Millard County, UT. There sure seem to be a lot of men who just can’t stop talking about fertility. Gotta have more babies, Ross Douthat tells us. You want Social Security? Medicare? Then get busy, cries Lyman Stone. We’ll never out compete China if we don’t get the buns in the oven, Matthew Yglesias urges, and Michael Brendan Doughtery warns that civilization itself hangs in the balance! You can almost hear them chanting “Make boomsa for the motherland!” outside your bedroom door.

These pleas for greater fertility are, of course, exceedingly irritating to feminists. After all, it’s women who bear the children. From a feminist perspective, the fertility kings with their charts and graphs are just hard evidence that the patriarchy is still alive and well. What more proof of patriarchy do you need than a bunch of men who seem obsessed about what women are doing with their bodies, and even worse, who tell women what they should be doing with their bodies?

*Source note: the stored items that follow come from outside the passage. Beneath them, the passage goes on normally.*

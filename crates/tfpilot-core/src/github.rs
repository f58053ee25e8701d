//! GitHub repository listing and download
//!
//! Repositories are addressed by a 4-part locator (owner, repo, branch,
//! directory path). Listing goes through the contents API; downloads fetch
//! each file's raw content, and the git trees API supplies blob modes so
//! executable scripts come back executable. Individual file failures are
//! logged and skipped: one bad file must not abort a parse.

use crate::errors::PilotError;
use async_trait::async_trait;
use serde::Deserialize;
use std::path::Path;

pub const DEFAULT_API_BASE: &str = "https://api.github.com";
const USER_AGENT: &str = "tfpilot/0.1.0";

/// Parsed repository locator: `owner/repo/branch/path[/...]`.
///
/// The `https://github.com/owner/repo/tree/branch/path` web URL form is
/// accepted too.
#[derive(Debug, Clone, PartialEq, Eq)]
pub struct RepoLocator {
    pub owner: String,
    pub repo: String,
    pub branch: String,
    pub path: String,
}

impl RepoLocator {
    pub fn parse(input: &str) -> Result<Self, PilotError> {
        let trimmed = input.trim();
        let stripped = trimmed
            .strip_prefix("https://github.com/")
            .or_else(|| trimmed.strip_prefix("http://github.com/"))
            .or_else(|| trimmed.strip_prefix("github.com/"))
            .unwrap_or(trimmed);

        let mut parts: Vec<&str> = stripped.split('/').filter(|s| !s.is_empty()).collect();
        // Web URLs carry a /tree/ (or /blob/) segment between repo and branch
        if parts.len() > 2 && (parts[2] == "tree" || parts[2] == "blob") {
            parts.remove(2);
        }
        if parts.len() < 4 {
            return Err(PilotError::MalformedLocator(format!(
                "expected owner/repo/branch/path, got '{}'",
                input
            )));
        }
        Ok(Self {
            owner: parts[0].to_string(),
            repo: parts[1].to_string(),
            branch: parts[2].to_string(),
            path: parts[3..].join("/"),
        })
    }

    /// Short human-readable form for logs and history records.
    pub fn slug(&self) -> String {
        format!(
            "{}/{}@{}:{}",
            self.owner, self.repo, self.branch, self.path
        )
    }
}

/// One entry from a directory listing.
#[derive(Debug, Clone, Deserialize)]
pub struct RepoEntry {
    pub name: String,
    pub path: String,
    #[serde(rename = "type")]
    pub entry_type: String,
    pub download_url: Option<String>,
}

impl RepoEntry {
    pub fn is_file(&self) -> bool {
        self.entry_type == "file"
    }

    pub fn is_dir(&self) -> bool {
        self.entry_type == "dir"
    }
}

/// Classification of a listed file for the extraction pipeline.
#[derive(Debug, Clone, Copy, PartialEq, Eq)]
pub enum FileKind {
    Terraform,
    Tfvars,
    Readme,
    Other,
}

pub fn classify(name: &str) -> FileKind {
    let lowered = name.to_lowercase();
    if lowered.ends_with(".tf") {
        FileKind::Terraform
    } else if lowered.ends_with(".tfvars") {
        FileKind::Tfvars
    } else if lowered.starts_with("readme") || lowered.ends_with(".md") {
        FileKind::Readme
    } else {
        FileKind::Other
    }
}

/// Remote source of repository files.
///
/// The GitHub client is the production implementation; tests substitute an
/// in-memory one.
#[async_trait]
pub trait RepoSource: Send + Sync {
    async fn list_directory(&self, locator: &RepoLocator) -> Result<Vec<RepoEntry>, PilotError>;
    async fn fetch_file(&self, entry: &RepoEntry) -> Result<String, PilotError>;
    /// Materialize the locator's directory tree under `dest`, restoring the
    /// executable bit where the repository recorded one. Returns the number
    /// of files written.
    async fn download_directory(
        &self,
        locator: &RepoLocator,
        dest: &Path,
    ) -> Result<usize, PilotError>;
}

/// Classified contents of one repository directory.
#[derive(Debug, Clone, Default)]
pub struct RepoContents {
    /// `(file name, content)` pairs in remote listing order.
    pub terraform_files: Vec<(String, String)>,
    pub tfvars_file: Option<(String, String)>,
    pub readme_file: Option<(String, String)>,
}

/// List and fetch the directory's classified files.
///
/// Fetch failures for individual files are swallowed with a warning; the
/// only hard failure is a directory with no declaration files at all.
pub async fn fetch_repo_contents(
    source: &dyn RepoSource,
    locator: &RepoLocator,
) -> Result<RepoContents, PilotError> {
    let entries = source.list_directory(locator).await?;
    let mut contents = RepoContents::default();

    for entry in entries.iter().filter(|e| e.is_file()) {
        let kind = classify(&entry.name);
        if kind == FileKind::Other {
            continue;
        }
        let text = match source.fetch_file(entry).await {
            Ok(text) => text,
            Err(e) => {
                log::warn!("Skipping {}: {}", entry.path, e);
                continue;
            }
        };
        match kind {
            FileKind::Terraform => contents.terraform_files.push((entry.name.clone(), text)),
            FileKind::Tfvars => {
                // terraform.tfvars beats any other *.tfvars file
                let preferred = entry.name.eq_ignore_ascii_case("terraform.tfvars");
                if contents.tfvars_file.is_none() || preferred {
                    contents.tfvars_file = Some((entry.name.clone(), text));
                }
            }
            FileKind::Readme => {
                let preferred = entry.name.to_lowercase().starts_with("readme");
                let current_preferred = contents
                    .readme_file
                    .as_ref()
                    .map(|(name, _)| name.to_lowercase().starts_with("readme"))
                    .unwrap_or(false);
                if contents.readme_file.is_none() || (preferred && !current_preferred) {
                    contents.readme_file = Some((entry.name.clone(), text));
                }
            }
            FileKind::Other => unreachable!(),
        }
    }

    if contents.terraform_files.is_empty() {
        return Err(PilotError::NotFound(format!(
            "no Terraform files in {}",
            locator.slug()
        )));
    }
    Ok(contents)
}

#[derive(Debug, Deserialize)]
struct TreeResponse {
    tree: Vec<TreeEntry>,
}

#[derive(Debug, Deserialize)]
struct TreeEntry {
    path: String,
    mode: String,
    #[serde(rename = "type")]
    entry_type: String,
}

/// GitHub API client.
pub struct GithubClient {
    client: reqwest::Client,
    api_base: String,
    token: Option<String>,
}

impl GithubClient {
    pub fn new(settings: &crate::config::GithubSettings) -> Result<Self, PilotError> {
        let client = reqwest::Client::builder()
            .user_agent(USER_AGENT)
            .build()
            .map_err(|e| PilotError::Config(format!("Failed to create HTTP client: {}", e)))?;
        Ok(Self {
            client,
            api_base: settings.api_base.trim_end_matches('/').to_string(),
            token: settings.token.clone(),
        })
    }

    fn get(&self, url: &str) -> reqwest::RequestBuilder {
        let mut request = self.client.get(url);
        if let Some(token) = &self.token {
            request = request.bearer_auth(token);
        }
        request
    }

    fn contents_url(&self, locator: &RepoLocator, path: &str) -> String {
        let encoded: Vec<String> = path
            .split('/')
            .filter(|s| !s.is_empty())
            .map(|s| urlencoding::encode(s).into_owned())
            .collect();
        format!(
            "{}/repos/{}/{}/contents/{}?ref={}",
            self.api_base,
            urlencoding::encode(&locator.owner),
            urlencoding::encode(&locator.repo),
            encoded.join("/"),
            urlencoding::encode(&locator.branch)
        )
    }

    async fn list_path(
        &self,
        locator: &RepoLocator,
        path: &str,
    ) -> Result<Vec<RepoEntry>, PilotError> {
        let url = self.contents_url(locator, path);
        log::debug!("Listing {}", url);
        let response = self.get(&url).send().await?;
        if response.status() == reqwest::StatusCode::NOT_FOUND {
            return Err(PilotError::NotFound(format!(
                "{} not found on branch {}",
                path, locator.branch
            )));
        }
        if !response.status().is_success() {
            return Err(PilotError::Fetch(format!(
                "GitHub returned HTTP {} for {}",
                response.status(),
                url
            )));
        }
        let entries: Vec<RepoEntry> = response.json().await?;
        Ok(entries)
    }

    /// Blob modes for the branch, used to restore executable bits.
    async fn fetch_modes(&self, locator: &RepoLocator) -> Result<Vec<TreeEntry>, PilotError> {
        let url = format!(
            "{}/repos/{}/{}/git/trees/{}?recursive=1",
            self.api_base,
            urlencoding::encode(&locator.owner),
            urlencoding::encode(&locator.repo),
            urlencoding::encode(&locator.branch)
        );
        let response = self.get(&url).send().await?;
        if !response.status().is_success() {
            return Err(PilotError::Fetch(format!(
                "GitHub returned HTTP {} for {}",
                response.status(),
                url
            )));
        }
        let tree: TreeResponse = response.json().await?;
        Ok(tree.tree)
    }
}

#[async_trait]
impl RepoSource for GithubClient {
    async fn list_directory(&self, locator: &RepoLocator) -> Result<Vec<RepoEntry>, PilotError> {
        self.list_path(locator, &locator.path).await
    }

    async fn fetch_file(&self, entry: &RepoEntry) -> Result<String, PilotError> {
        let url = entry.download_url.as_ref().ok_or_else(|| {
            PilotError::Fetch(format!("{} has no download URL", entry.path))
        })?;
        let response = self.get(url).send().await?;
        if !response.status().is_success() {
            return Err(PilotError::Fetch(format!(
                "GitHub returned HTTP {} for {}",
                response.status(),
                url
            )));
        }
        Ok(response.text().await?)
    }

    async fn download_directory(
        &self,
        locator: &RepoLocator,
        dest: &Path,
    ) -> Result<usize, PilotError> {
        std::fs::create_dir_all(dest)?;
        let mut written = 0;
        let mut pending = vec![locator.path.clone()];

        while let Some(dir) = pending.pop() {
            for entry in self.list_path(locator, &dir).await? {
                if entry.is_dir() {
                    pending.push(entry.path.clone());
                    continue;
                }
                if !entry.is_file() {
                    continue;
                }
                let relative = entry
                    .path
                    .strip_prefix(&locator.path)
                    .unwrap_or(&entry.path)
                    .trim_start_matches('/');
                let target = dest.join(relative);
                if let Some(parent) = target.parent() {
                    std::fs::create_dir_all(parent)?;
                }
                match self.fetch_file(&entry).await {
                    Ok(text) => {
                        std::fs::write(&target, text)?;
                        written += 1;
                    }
                    Err(e) => {
                        log::warn!("Skipping {}: {}", entry.path, e);
                    }
                }
            }
        }

        // Restore executable bits from the recorded blob modes. Failure here
        // degrades to plain files rather than failing the download.
        #[cfg(unix)]
        match self.fetch_modes(locator).await {
            Ok(modes) => {
                use std::os::unix::fs::PermissionsExt;
                for entry in modes
                    .iter()
                    .filter(|e| e.entry_type == "blob" && e.mode == "100755")
                {
                    let relative = entry
                        .path
                        .strip_prefix(&locator.path)
                        .unwrap_or(&entry.path)
                        .trim_start_matches('/');
                    let target = dest.join(relative);
                    if target.is_file() {
                        let perms = std::fs::Permissions::from_mode(0o755);
                        if let Err(e) = std::fs::set_permissions(&target, perms) {
                            log::warn!("Could not mark {} executable: {}", target.display(), e);
                        }
                    }
                }
            }
            Err(e) => log::warn!("Could not fetch blob modes: {}", e),
        }

        Ok(written)
    }
}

Unfortunately for feminists, their analysis is wrong. These fertility kings are not nearly obsessed enough with fertility. For all their investigations of how everything from the price of car seats to the disappearance of babysitters hampers fertility, they seem unaware of the fundamental fertility issues women—and therefore all of us—face in this country. Even in recent thoughtful pieces on the spiritual or emotional aspects of fertility, the plight of women remains unaddressed. Here is a brief sampling of issues the fertility kings overlook.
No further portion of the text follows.